Here is what I have tried on the spark side:
New NGK b6hs plugs at .030
New condensers
New points set to .020 (tried the multi meter way too.)
New BRP blue coil (made it worse, bought a different one, same issue, back to original green as it seemed slightly better.)

What's left? Driver coil? Flywheel?
 

AlTn

Commander
Joined
Mar 9, 2010
Messages
2,813
a member a few years back solved a similar problem with this type ignition by removing the armature plate, cleaning it to as new condition,and sanding all the mounting points
 

Bullie

Petty Officer 1st Class
Joined
Dec 20, 2014
Messages
300
Back on this motor again after a long break. I have done what many do when frustrated, I threw parts at it. It has new points, condensers, coils, and drive coil. It still has intermittent or no spark. I checked/cleaned the ground wire from the plate to ground.
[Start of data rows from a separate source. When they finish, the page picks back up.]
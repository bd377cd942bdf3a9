use std::sync::{Arc, Mutex};

use vcs_runner::errors::ExecErrorKind;
use vcs_runner::exec::AsyncCallbacks;

/// One callback invocation, as observed on the UI loop.
#[derive(Debug, Clone, PartialEq, Eq)]
pub enum CallbackEvent {
    Data(String),
    Complete(i32),
    Error(i32),
    Exception(ExecErrorKind),
}

/// Builds `AsyncCallbacks` that append every invocation to a shared log.
#[derive(Debug, Clone, Default)]
pub struct Recorder {
    events: Arc<Mutex<Vec<CallbackEvent>>>,
}

impl Recorder {
    pub fn new() -> Self {
        Self::default()
    }

    pub fn callbacks(&self) -> AsyncCallbacks {
        let data = Arc::clone(&self.events);
        let complete = Arc::clone(&self.events);
        let error = Arc::clone(&self.events);
        let exception = Arc::clone(&self.events);

        AsyncCallbacks::new()
            .on_data(move |line| data.lock().unwrap().push(CallbackEvent::Data(line)))
            .on_complete(move |code| complete.lock().unwrap().push(CallbackEvent::Complete(code)))
            .on_error(move |code| error.lock().unwrap().push(CallbackEvent::Error(code)))
            .on_exception(move |err| {
                exception
                    .lock()
                    .unwrap()
                    .push(CallbackEvent::Exception(err.kind()))
            })
    }

    pub fn events(&self) -> Vec<CallbackEvent> {
        self.events.lock().unwrap().clone()
    }

    /// True once a terminal callback has been recorded.
    pub fn finished(&self) -> bool {
        self.events
            .lock()
            .unwrap()
            .iter()
            .any(|e| !matches!(e, CallbackEvent::Data(_)))
    }
}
Advice is appreciated.
 

thumbnut

Petty Officer 3rd Class
Joined
Sep 29, 2006
Messages
98
The flywheel magnets are N-S and then S-N. Check magnets and make sure it is the correct wheel.
 

Bullie

Petty Officer 1st Class
Joined
Dec 20, 2014
Messages
300
Upon rereading this thread, I noticed AITn had shared that another member had a similar issue and had solved it by removing the plate and all ignition components, cleaning everything up, and sanding all contacts. I wish I had noticed that post before buying all the new parts. It worked! I took everything off the plate, removed the coils, etc and used my dremel to shine every contact up. I put everything back together and now have spark jumping 7/16. Thanks AITn. Wish I had paid closer attention.